Physiologic Variants
Physiological variations, especially those located in the upper thoracic regions (T2 to T5), are abundant for white rami communicantes:
- In the T1 level, the white rami communicantes of the spinal nerve can appear medial to its corresponding gray rami communicantes. Normally, white rami are lateral to gray rami.
- The horizontal distance from the sympathetic trunk to the distal point of a white ramus communicans can range from 2.5 to 28.5 millimeters.
- Sometimes T5 can also send postganglionic sympathetic neurons into the cardiothoracic nerve branches.
- In T2, T3, and T4 levels, it is possible for additional gray or white rami to extend to a different level ganglion of the sympathetic trunk. T2 experiences the most significant presence of ascending and descending rami.
- It is possible, in fact, quite frequent (85.7%), to observe bilateral asymmetry when comparing white and gray rami.
- When considering both gray and white rami communicantes, one of each communicating rami are expected to enter each ganglion. However, it is possible for a sympathetic ganglion in T2, T3, and T4 ganglion levels to have anywhere from 1 to 4 communicating rami.

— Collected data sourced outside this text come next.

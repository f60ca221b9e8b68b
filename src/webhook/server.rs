//! HTTP endpoint for webhook deliveries.
//!
//! - `POST /webhook` - GitHub deliveries
//! - `GET /health` - liveness probe

use crate::webhook::{WebhookEvent, WebhookHandler, parse_payload};
use anyhow::{Context, Result};
use axum::body::Bytes;
use axum::extract::State;
use axum::http::{HeaderMap, StatusCode};
use axum::response::{IntoResponse, Response};
use axum::routing::{get, post};
use axum::{Json, Router};
use serde_json::json;
use std::future::Future;
use std::net::SocketAddr;
use std::sync::Arc;
use tracing::{error, info};

pub const EVENT_HEADER: &str = "x-github-event";
pub const SIGNATURE_HEADER: &str = "x-hub-signature-256";

pub fn router(handler: Arc<WebhookHandler>) -> Router {
    Router::new()
        .route("/webhook", post(webhook))
        .route("/health", get(health))
        .with_state(handler)
}

async fn health() -> &'static str {
    "ok"
}

fn header<'a>(headers: &'a HeaderMap, name: &str) -> Option<&'a str> {
    headers.get(name).and_then(|v| v.to_str().ok())
}

async fn webhook(State(handler): State<Arc<WebhookHandler>>, headers: HeaderMap, body: Bytes) -> Response {
    if handler.verify(header(&headers, SIGNATURE_HEADER), &body).is_err() {
        return (StatusCode::UNAUTHORIZED, Json(json!({ "error": "permission denied" }))).into_response();
    }

    let event_type = header(&headers, EVENT_HEADER).unwrap_or_default();
    let content_type = header(&headers, "content-type");
    info!(event = event_type, content_type = content_type.unwrap_or(""), "Webhook received");

    let payload = match parse_payload(content_type, &body) {
        Ok(payload) => payload,
        Err(e) => {
            let preview = String::from_utf8_lossy(&body[..body.len().min(200)]).into_owned();
            error!(body_length = body.len(), body_preview = %preview, "Invalid webhook payload");
            return (StatusCode::BAD_REQUEST, Json(json!({ "error": e.to_string() }))).into_response();
        }
    };

    match WebhookEvent::from_payload(event_type, &payload) {
        Some(event) => {
            if let Err(e) = handler.dispatch(&event).await {
                error!(error = %e, "Webhook dispatch failed");
            }
        }
        None => info!(event = event_type, "Unhandled webhook event"),
    }

    (StatusCode::OK, Json(json!({ "success": true }))).into_response()
}

/// Serve the webhook endpoint on `addr` until `shutdown` resolves.
pub async fn serve(
    addr: SocketAddr,
    handler: Arc<WebhookHandler>,
    shutdown: impl Future<Output = ()> + Send + 'static,
) -> Result<()> {
    let listener = tokio::net::TcpListener::bind(addr)
        .await
        .with_context(|| format!("Failed to bind webhook endpoint to {addr}"))?;
    let local = listener.local_addr().context("Failed to read bound address")?;
    info!(%local, "Webhook endpoint listening");

    axum::serve(listener, router(handler))
        .with_graceful_shutdown(shutdown)
        .await
        .context("Webhook server failed")
}
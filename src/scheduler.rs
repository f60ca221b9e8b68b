//! Periodic update checks.
//!
//! A batch run walks every item with auto-update enabled, checks upstream and
//! updates stale items. One item's failure never stops the batch. The whole
//! scheduler is off unless `[scheduler] enabled = true`.

use crate::updater::{Pipeline, UpdateCheck};
use std::sync::Arc;
use std::time::Duration;
use tracing::{debug, error, info, warn};

/// Outcome of one batch run.
#[derive(Debug, Default, Clone, PartialEq, Eq)]
pub struct BatchReport {
    /// Items whose upstream was checked.
    pub checked: usize,
    /// Items updated.
    pub updated: Vec<u64>,
    /// Items with auto-update disabled.
    pub skipped: Vec<u64>,
    /// Items whose check or update failed, with the reason.
    pub failed: Vec<(u64, String)>,
}

impl BatchReport {
    #[must_use]
    pub fn has_failures(&self) -> bool {
        !self.failed.is_empty()
    }
}

pub struct Scheduler {
    pipeline: Arc<Pipeline>,
    enabled: bool,
}

impl Scheduler {
    pub fn new(pipeline: Arc<Pipeline>, enabled: bool) -> Self {
        Self { pipeline, enabled }
    }

    /// Check every auto-update item once and update the stale ones.
    pub async fn run_once(&self) -> BatchReport {
        let mut report = BatchReport::default();
        if !self.enabled {
            debug!("Scheduled updates disabled, skipping batch");
            return report;
        }

        let items = match self.pipeline.registry().get_all().await {
            Ok(items) => items,
            Err(e) => {
                error!(error = %e, "Failed to load tracked repositories");
                return report;
            }
        };

        for item in items {
            if !item.auto_update {
                report.skipped.push(item.id);
                continue;
            }

            report.checked += 1;
            match self.pipeline.check_for_update(item.id).await {
                Ok(UpdateCheck::Available { latest, .. }) => {
                    info!(item_id = item.id, repo = %item.repo, latest = %latest.display, "Update available");
                    match self.pipeline.update(item.id).await {
                        Ok(_) => report.updated.push(item.id),
                        Err(e) => {
                            error!(item_id = item.id, repo = %item.repo, error = %e, "Scheduled update failed");
                            report.failed.push((item.id, e.to_string()));
                        }
                    }
                }
                Ok(UpdateCheck::Failed { reason }) => {
                    warn!(item_id = item.id, repo = %item.repo, %reason, "Scheduled check failed");
                    report.failed.push((item.id, reason));
                }
                Ok(UpdateCheck::UpToDate { .. }) => {}
                Err(e) => {
                    warn!(item_id = item.id, error = %e, "Scheduled check failed");
                    report.failed.push((item.id, e.to_string()));
                }
            }
        }

        info!(
            checked = report.checked,
            updated = report.updated.len(),
            failed = report.failed.len(),
            "Scheduled check finished"
        );
        report
    }

    /// Run [`run_once`](Self::run_once) every `interval`, forever.
    ///
    /// The first run happens one interval after start.
    pub async fn run(&self, interval: Duration) {
        let mut ticker = tokio::time::interval(interval);
        ticker.set_missed_tick_behavior(tokio::time::MissedTickBehavior::Delay);
        ticker.tick().await;

        loop {
            ticker.tick().await;
            self.run_once().await;
        }
    }
}
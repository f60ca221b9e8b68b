//! Configuration for github-push
//!
//! A single TOML file ([`SyncConfig`]) holds the GitHub token, the webhook
//! secret, the install roots and the scheduler/server settings. A missing
//! file means defaults; see [`global`] for the format.

pub mod global;

pub use global::{CONFIG_ENV, PathsConfig, SchedulerConfig, ServerConfig, SyncConfig, TOKEN_ENV, data_dir};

- Occasionally, white rami might exist at the L3 level.[7]
Surgical Considerations
Sympathectomy and ramicotomy, the procedures of disrupting the sympathetic trunk and the communicating branches, can be conducted to attenuate the effects of conditions such as hyperhidrosis. Compared to sympathectomy, which has been considered the “gold standard” for the treatment of idiopathic hyperhidrosis, the procedure of ramicotomy requires a longer operation time. It can result in broader variability in the severity of compensatory sweating.[8]
Clinical Significance
Sympathectomy is the most common surgical treatment used to fix severe hyperhidrosis. Hyperhidrosis is a condition that results in excessive sweating in specific areas of the body, such as the face, hands, and armpits. Several studies have explored the effects of ramicotomy in treating hyperhidrosis. One of the main side effects of both sympathectomy and ramicotomy involves compensatory hyperhidrosis, which is the compensatory sweating in other large areas of the body. Compensatory sweating is typically the chief post-operative patient complaints.
Severe axillary hyperhidrosis, palmar hyperhidrosis, and craniofacial hyperhidrosis have received treatment with ramicotomy. In all types of hyperhidrosis, selective ramicotomy of the upper thoracic region has shown an improvement in the quality of life and reduced focal sweating. Some instances showed that ramicotomy often resulted in a lowered rate of compensatory sweating, while other cases displayed an increased rate of compensatory sweating. Post-operative compensatory hyperhidrosis due to ramicotomy for the treatment of severe hyperhidrosis can display a wide range of severity.[8][9][10][11]